The 1999 King of the Ring was the seventh annual King of the Ring professional wrestling pay-per-view (PPV) event produced by the World Wrestling Federation (WWF, now WWE) that featured the 13th King of the Ring tournament. It took place on June 27, 1999, at the Greensboro Coliseum Complex in Greensboro, North Carolina. 

The main show included ten matches in total with several matches preceding the pay-per-view portion of the show, broadcast on live television as part of the WWF's Sunday Night Heat show. The main event was a Ladder match featuring Shane McMahon and Vince McMahon defeating Stone Cold Steve Austin for control of the WWF. The other main match was a WWF Championship match where The Undertaker defeated The Rock to retain the title. Additional featured matches on the undercard included the 1999 King of the Ring tournament final between Billy Gunn and X-Pac, which Billy Gunn won to win the overall tournament. Another prominent match was a tag team match between The Hardy Boyz (Matt Hardy and Jeff Hardy) defeating The Brood (Edge and Christian).

Production

Background
King of the Ring was a pay-per-view (PPV) event held annually in June by the World Wrestling Federation (WWF, now WWE) since 1993. The PPV featured the King of the Ring tournament, a single-elimination tournament that was established in 1985 and held annually until 1991, with the exception of 1990; these early tournaments were held as special non-televised house shows. The winner of the tournament was crowned "King of the Ring." Unlike the non-televised events, the PPV did not feature all of the tournament's matches. Instead, several of the qualifying matches preceded the event with the final few matches then taking place at the pay-per-view. There were also other matches that took place at the event as it was a traditional three-hour pay-per-view. Considered as one of the WWF's "Big Five" PPVs, along with the Royal Rumble, WrestleMania, SummerSlam, and Survivor Series, the company's five biggest shows of the year, the 1999 event was the seventh King of the Ring PPV and 13th tournament overall. It was held on June 27, 1999 at the Greensboro Coliseum Complex in Greensboro, North Carolina. Triple H was originally supposed to compete in the King of the Ring tournament, but he wanted to compete for the WWF Championship instead, so he gave his spot to Chyna, making her the first and only woman to ever compete in the tournament.

Storylines
The event featured a total of 15 professional wrestling matches, one untelevised match, four shown during Sunday Night Heat and the remaining 10 matches broadcast live on Pay-Per-View (PPV). Some of the matches featured wrestlers who were involved in pre-existing scripted feuds or storylines and others are teamed up with no backstory. Wrestlers themselves portrayed either heels (wrestling term for those who portray the "bad guys") or faces (those who portray the "good guys") as they competed in matches with pre-determined outcomes.

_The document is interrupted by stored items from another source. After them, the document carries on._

//! Engine service envelope and gRPC client (`dqapi.proto`).
//!
//! Every operation travels through one unary RPC: the request names the
//! operation and carries an encoded input message, the response carries the
//! encoded output message.

#[derive(Clone, PartialEq, ::prost::Message)]
pub struct TaskRequest {
    /// Operation name, e.g. `IR_YIELD_CURVE_BUILDER`.
    #[prost(string, tag = "1")]
    pub name: String,
    /// Encoded input message for the named operation.
    #[prost(bytes = "vec", tag = "2")]
    pub payload: Vec<u8>,
}

#[derive(Clone, PartialEq, ::prost::Message)]
pub struct TaskResponse {
    /// Encoded output message for the named operation.
    #[prost(bytes = "vec", tag = "1")]
    pub payload: Vec<u8>,
}

/// Generated client implementations.
pub mod analytics_api_client {
    #![allow(unused_variables, dead_code, missing_docs, clippy::let_unit_value)]
    use tonic::codegen::http::Uri;
    use tonic::codegen::*;
    #[derive(Debug, Clone)]
    pub struct AnalyticsApiClient<T> {
        inner: tonic::client::Grpc<T>,
    }
    impl AnalyticsApiClient<tonic::transport::Channel> {
        /// Attempt to create a new client by connecting to a given endpoint.
        pub async fn connect<D>(dst: D) -> Result<Self, tonic::transport::Error>
        where
            D: TryInto<tonic::transport::Endpoint>,
            D::Error: Into<StdError>,
        {
            let conn = tonic::transport::Endpoint::new(dst)?.connect().await?;
            Ok(Self::new(conn))
        }
    }
    impl<T> AnalyticsApiClient<T>
    where
        T: tonic::client::GrpcService<tonic::body::BoxBody>,
        T::Error: Into<StdError>,
        T::ResponseBody: Body<Data = Bytes> + Send + 'static,
        <T::ResponseBody as Body>::Error: Into<StdError> + Send,
    {
        pub fn new(inner: T) -> Self {
            let inner = tonic::client::Grpc::new(inner);
            Self { inner }
        }
        pub fn with_origin(inner: T, origin: Uri) -> Self {
            let inner = tonic::client::Grpc::with_origin(inner, origin);
            Self { inner }
        }
        pub fn with_interceptor<F>(
            inner: T,
            interceptor: F,
        ) -> AnalyticsApiClient<InterceptedService<T, F>>
        where
            F: tonic::service::Interceptor,
            T::ResponseBody: Default,
            T: tonic::codegen::Service<
                http::Request<tonic::body::BoxBody>,
                Response = http::Response<
                    <T as tonic::client::GrpcService<tonic::body::BoxBody>>::ResponseBody,
                >,
            >,
            <T as tonic::codegen::Service<
                http::Request<tonic::body::BoxBody>,
            >>::Error: Into<StdError> + Send + Sync,
        {
            AnalyticsApiClient::new(InterceptedService::new(inner, interceptor))
        }
        /// Compress requests with the given encoding.
        ///
        /// This requires the server to support it otherwise it might respond with an
        /// error.
        #[must_use]
        pub fn send_compressed(mut self, encoding: CompressionEncoding) -> Self {
            self.inner = self.inner.send_compressed(encoding);
            self
        }
        /// Enable decompressing responses.
        #[must_use]
        pub fn accept_compressed(mut self, encoding: CompressionEncoding) -> Self {
            self.inner = self.inner.accept_compressed(encoding);
            self
        }
        /// Limits the maximum size of a decoded message.
        ///
        /// Default: `4MB`
        #[must_use]
        pub fn max_decoding_message_size(mut self, limit: usize) -> Self {
            self.inner = self.inner.max_decoding_message_size(limit);
            self
        }
        /// Limits the maximum size of an encoded message.
        ///
        /// Default: `usize::MAX`
        #[must_use]
        pub fn max_encoding_message_size(mut self, limit: usize) -> Self {
            self.inner = self.inner.max_encoding_message_size(limit);
            self
        }
        pub async fn process(
            &mut self,
            request: impl tonic::IntoRequest<super::TaskRequest>,
        ) -> std::result::Result<tonic::Response<super::TaskResponse>, tonic::Status> {
            self.inner
                .ready()
                .await
                .map_err(|e| {
                    tonic::Status::new(
                        tonic::Code::Unknown,
                        format!("Service was not ready: {}", e.into()),
                    )
                })?;
            let codec = tonic::codec::ProstCodec::default();
            let path = http::uri::PathAndQuery::from_static("/dqproto.AnalyticsApi/Process");
            let mut req = request.into_request();
            req.extensions_mut()
                .insert(GrpcMethod::new("dqproto.AnalyticsApi", "Process"));
            self.inner.unary(req, path, codec).await
        }
    }
}

#[cfg(test)]
mod tests {
    use super::*;
    use prost::Message;

    #[test]
    fn task_request_wire_bytes_are_stable() {
        let req = TaskRequest {
            name: "CREATE_CALENDAR".into(),
            payload: vec![0x0a, 0x00],
        };
        assert_eq!(req.encode_to_vec(), b"\n\x0fCREATE_CALENDAR\x12\x02\n\x00");
    }

    #[test]
    fn empty_response_decodes() {
        let resp = TaskResponse::decode(&b""[..]).unwrap();
        assert!(resp.payload.is_empty());
    }
}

The main feud heading into King of the Ring was between Stone Cold Steve Austin and The McMahons (Vince McMahon and Shane McMahon) in a handicap ladder match. The storyline began at WrestleMania XV, when Austin won the WWF Championship from The Rock. The following months, Vince and Shane had been feuding with each other when Shane took control of The Corporation and later revealed that he was the mastermind behind his sister Stephanie McMahon's abduction at the hands of The Undertaker and his Ministry of Darkness. At the time, Shane and Undertaker joined forces to form the Corporate Ministry. The previous month at Over The Edge, Austin lost the WWF Championship to Undertaker after Shane who served as special referee made a quick three count to ensure Undertaker the victory. 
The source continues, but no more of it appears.